▶ Exercise directions
What do the entries below say? Restate them word for word.

[[ Data for this task, beginning ]]

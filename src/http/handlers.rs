use axum::Json;
use axum::extract::{Form, Path, Query, State};
use axum::http::{StatusCode, header};
use axum::response::{Html, IntoResponse, Redirect, Response};
use serde::{Deserialize, Serialize};

use crate::core::{Guide, StoreError};
use crate::http::backend::Backend;
use crate::http::page::{self, SectionView};
use crate::render::{Block, elements_to_html, layout_body};
use crate::search::{SearchResult, error_count, normalize_query};

const DEFAULT_STYLE: &str = include_str!("../../resources/style.css");

/// Query string as ordered pairs, so a repeated key is not a rejection
#[derive(Debug, Default, Deserialize)]
#[serde(transparent)]
pub struct QueryPairs(Vec<(String, String)>);

impl QueryPairs {
    /// First value given for `key`
    pub fn first(&self, key: &str) -> Option<&str> {
        self.0
            .iter()
            .find(|(k, _)| k == key)
            .map(|(_, v)| v.as_str())
    }
}

/// Both editor forms post here; `action=save_full` selects the replace form
#[derive(Debug, Default, Deserialize)]
pub struct EditorForm {
    pub action: Option<String>,
    #[serde(rename = "fullContent")]
    pub full_content: Option<String>,
    #[serde(rename = "appName")]
    pub app_name: Option<String>,
    #[serde(rename = "appSteps")]
    pub app_steps: Option<String>,
}

#[derive(Debug, Serialize)]
pub struct SearchResponse {
    pub results: Vec<SearchItem>,
    pub count: usize,
    pub query: String,
}

/// Wire shape of one search result
#[derive(Debug, Serialize)]
pub struct SearchItem {
    pub app: String,
    pub slug: String,
    pub summary: String,
    pub snippet: String,
    pub errors: usize,
    pub matched: bool,
}

impl From<SearchResult> for SearchItem {
    fn from(result: SearchResult) -> Self {
        Self {
            slug: result.slug(),
            app: result.label,
            summary: result.summary,
            snippet: result.snippet,
            errors: result.error_count,
            matched: result.matched,
        }
    }
}

#[derive(Debug, Serialize)]
pub struct SectionEntry {
    pub slug: String,
    pub name: String,
    pub errors: usize,
}

#[derive(Debug, Serialize)]
pub struct SectionBlocks {
    pub slug: String,
    pub name: String,
    pub blocks: Vec<Block>,
}

/// `GET /` and `/index.html`
pub async fn index(State(backend): State<Backend>, Query(params): Query<QueryPairs>) -> Html<String> {
    let mut guide = backend.guide.lock().await;
    let document = guide.document();

    let views: Vec<SectionView> = document
        .sections
        .iter()
        .map(|section| SectionView {
            slug: section.slug(),
            name: section.name.clone(),
            error_count: error_count(&section.body),
            html: elements_to_html(&layout_body(&section.body)),
        })
        .collect();

    let last_updated = guide.last_modified().map(page::format_timestamp);

    Html(page::index_page(
        &views,
        last_updated.as_deref(),
        params.first("msg"),
    ))
}

/// `GET /editor`
pub async fn editor(State(backend): State<Backend>) -> Html<String> {
    let guide = backend.guide.lock().await;
    Html(page::editor_page(&guide.raw_text()))
}

/// `POST /editor`
pub async fn save(State(backend): State<Backend>, Form(form): Form<EditorForm>) -> Response {
    let mut guide = backend.guide.lock().await;

    if form.action.as_deref() == Some("save_full") {
        let text = form.full_content.unwrap_or_default();
        return match guide.replace_all(&text) {
            Ok(()) => redirect_with_message("Content saved successfully"),
            Err(e) => internal_error(&e),
        };
    }

    let name = form.app_name.unwrap_or_default();
    let steps = form.app_steps.unwrap_or_default();

    match guide.append_section(&name, &steps) {
        Ok(()) => redirect_with_message(&format!("Added: {}", name.trim())),
        Err(StoreError::Validation(message)) => redirect_with_message(&message),
        Err(e) => internal_error(&e),
    }
}

/// `GET /api/search?q=`
pub async fn search(
    State(backend): State<Backend>,
    Query(params): Query<QueryPairs>,
) -> Json<SearchResponse> {
    let query = normalize_query(params.first("q").unwrap_or_default());
    let results: Vec<SearchItem> = backend
        .guide
        .lock()
        .await
        .search(&query)
        .into_iter()
        .map(SearchItem::from)
        .collect();

    Json(SearchResponse {
        count: results.len(),
        results,
        query,
    })
}

/// `GET /api/sections`
pub async fn sections(State(backend): State<Backend>) -> Json<Vec<SectionEntry>> {
    let document = backend.guide.lock().await.document();

    Json(
        document
            .sections
            .iter()
            .map(|section| SectionEntry {
                slug: section.slug(),
                name: section.name.clone(),
                errors: error_count(&section.body),
            })
            .collect(),
    )
}

/// `GET /api/sections/{id}`
pub async fn section(
    State(backend): State<Backend>,
    Path(id): Path<String>,
) -> Result<Json<SectionBlocks>, StatusCode> {
    let ordinal = Guide::resolve(&id).ok_or(StatusCode::NOT_FOUND)?;
    let mut guide = backend.guide.lock().await;
    let section = guide.section(ordinal).ok_or(StatusCode::NOT_FOUND)?;
    let blocks = guide.render_section(ordinal).unwrap_or_default();

    Ok(Json(SectionBlocks {
        slug: section.slug(),
        name: section.name,
        blocks,
    }))
}

/// `GET /style.css`: the configured stylesheet, else the built-in one
pub async fn style(State(backend): State<Backend>) -> Response {
    let css = match tokio::fs::read_to_string(&backend.config.style_path).await {
        Ok(css) => css,
        Err(_) => DEFAULT_STYLE.to_string(),
    };

    ([(header::CONTENT_TYPE, "text/css; charset=utf-8")], css).into_response()
}

pub async fn not_found() -> StatusCode {
    StatusCode::NOT_FOUND
}

fn redirect_with_message(message: &str) -> Response {
    let target = match serde_urlencoded::to_string([("msg", message)]) {
        Ok(query) => format!("/?{query}"),
        Err(e) => {
            log::warn!("Could not encode redirect message {:?}: {}", message, e);
            "/".to_string()
        }
    };
    Redirect::to(&target).into_response()
}

fn internal_error(error: &StoreError) -> Response {
    (
        StatusCode::INTERNAL_SERVER_ERROR,
        [(header::CONTENT_TYPE, "text/plain; charset=utf-8")],
        format!("Error: {error}"),
    )
        .into_response()
}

[[ Data for this task, end ]]

▶ Task response
filename src/http/handlers.rs
use axum::Json;
use axum::extract::{Form, Path, Query, State};
use axum::http::{StatusCode, header};
use axum::response::{Html, IntoResponse, Redirect, Response};
use serde::{Deserialize, Serialize};

use crate::core::{Guide, StoreError};
use crate::http::backend::Backend;
use crate::http::page::{self, SectionView};
use crate::render::{Block, elements_to_html, layout_body};
use crate::search::{SearchResult, error_count, normalize_query};

const DEFAULT_STYLE: &str = include_str!("../../resources/style.css");

/// Query string as ordered pairs, so a repeated key is not a rejection
#[derive(Debug, Default, Deserialize)]
#[serde(transparent)]
pub struct QueryPairs(Vec<(String, String)>);

impl QueryPairs {
    /// First value given for `key`
    pub fn first(&self, key: &str) -> Option<&str> {
        self.0
            .iter()
            .find(|(k, _)| k == key)
            .map(|(_, v)| v.as_str())
    }
}

/// Both editor forms post here; `action=save_full` selects the replace form
#[derive(Debug, Default, Deserialize)]
pub struct EditorForm {
    pub action: Option<String>,
    #[serde(rename = "fullContent")]
    pub full_content: Option<String>,
    #[serde(rename = "appName")]
    pub app_name: Option<String>,
    #[serde(rename = "appSteps")]
    pub app_steps: Option<String>,
}

#[derive(Debug, Serialize)]
pub struct SearchResponse {
    pub results: Vec<SearchItem>,
    pub count: usize,
    pub query: String,
}

/// Wire shape of one search result
#[derive(Debug, Serialize)]
pub struct SearchItem {
    pub app: String,
    pub slug: String,
    pub summary: String,
    pub snippet: String,
    pub errors: usize,
    pub matched: bool,
}

impl From<SearchResult> for SearchItem {
    fn from(result: SearchResult) -> Self {
        Self {
            slug: result.slug(),
            app: result.label,
            summary: result.summary,
            snippet: result.snippet,
            errors: result.error_count,
            matched: result.matched,
        }
    }
}

#[derive(Debug, Serialize)]
pub struct SectionEntry {
    pub slug: String,
    pub name: String,
    pub errors: usize,
}

#[derive(Debug, Serialize)]
pub struct SectionBlocks {
    pub slug: String,
    pub name: String,
    pub blocks: Vec<Block>,
}

/// `GET /` and `/index.html`
pub async fn index(State(backend): State<Backend>, Query(params): Query<QueryPairs>) -> Html<String> {
    let mut guide = backend.guide.lock().await;
    let document = guide.document();

    let views: Vec<SectionView> = document
        .sections
        .iter()
        .map(|section| SectionView {
            slug: section.slug(),
            name: section.name.clone(),
            error_count: error_count(&section.body),
            html: elements_to_html(&layout_body(&section.body)),
        })
        .collect();

    let last_updated = guide.last_modified().map(page::format_timestamp);

    Html(page::index_page(
        &views,
        last_updated.as_deref(),
        params.first("msg"),
    ))
}

/// `GET /editor`
pub async fn editor(State(backend): State<Backend>) -> Html<String> {
    let guide = backend.guide.lock().await;
    Html(page::editor_page(&guide.raw_text()))
}

/// `POST /editor`
pub async fn save(State(backend): State<Backend>, Form(form): Form<EditorForm>) -> Response {
    let mut guide = backend.guide.lock().await;

    if form.action.as_deref() == Some("save_full") {
        let text = form.full_content.unwrap_or_default();
        return match guide.replace_all(&text) {
            Ok(()) => redirect_with_message("Content saved successfully"),
            Err(e) => internal_error(&e),
        };
    }

    let name = form.app_name.unwrap_or_default();
    let steps = form.app_steps.unwrap_or_default();

    match guide.append_section(&name, &steps) {
        Ok(()) => redirect_with_message(&format!("Added: {}", name.trim())),
        Err(StoreError::Validation(message)) => redirect_with_message(&message),
        Err(e) => internal_error(&e),
    }
}

/// `GET /api/search?q=`
pub async fn search(
    State(backend): State<Backend>,
    Query(params): Query<QueryPairs>,
) -> Json<SearchResponse> {
    let query = normalize_query(params.first("q").unwrap_or_default());
    let results: Vec<SearchItem> = backend
        .guide
        .lock()
        .await
        .search(&query)
        .into_iter()
        .map(SearchItem::from)
        .collect();

    Json(SearchResponse {
        count: results.len(),
        results,
        query,
    })
}

/// `GET /api/sections`
pub async fn sections(State(backend): State<Backend>) -> Json<Vec<SectionEntry>> {
    let document = backend.guide.lock().await.document();

    Json(
        document
            .sections
            .iter()
            .map(|section| SectionEntry {
                slug: section.slug(),
                name: section.name.clone(),
                errors: error_count(&section.body),
            })
            .collect(),
    )
}

/// `GET /api/sections/{id}`
pub async fn section(
    State(backend): State<Backend>,
    Path(id): Path<String>,
) -> Result<Json<SectionBlocks>, StatusCode> {
    let ordinal = Guide::resolve(&id).ok_or(StatusCode::NOT_FOUND)?;
    let mut guide = backend.guide.lock().await;
    let section = guide.section(ordinal).ok_or(StatusCode::NOT_FOUND)?;
    let blocks = guide.render_section(ordinal).unwrap_or_default();

    Ok(Json(SectionBlocks {
        slug: section.slug(),
        name: section.name,
        blocks,
    }))
}

/// `GET /style.css`: the configured stylesheet, else the built-in one
pub async fn style(State(backend): State<Backend>) -> Response {
    let css = match tokio::fs::read_to_string(&backend.config.style_path).await {
        Ok(css) => css,
        Err(_) => DEFAULT_STYLE.to_string(),
    };

    ([(header::CONTENT_TYPE, "text/css; charset=utf-8")], css).into_response()
}

pub async fn not_found() -> StatusCode {
    StatusCode::NOT_FOUND
}

fn redirect_with_message(message: &str) -> Response {
    let target = match serde_urlencoded::to_string([("msg", message)]) {
        Ok(query) => format!("/?{query}"),
        Err(e) => {
            log::warn!("Could not encode redirect message {:?}: {}", message, e);
            "/".to_string()
        }
    };
    Redirect::to(&target).into_response()
}

fn internal_error(error: &StoreError) -> Response {
    (
        StatusCode::INTERNAL_SERVER_ERROR,
        [(header::CONTENT_TYPE, "text/plain; charset=utf-8")],
        format!("Error: {error}"),
    )
        .into_response()
}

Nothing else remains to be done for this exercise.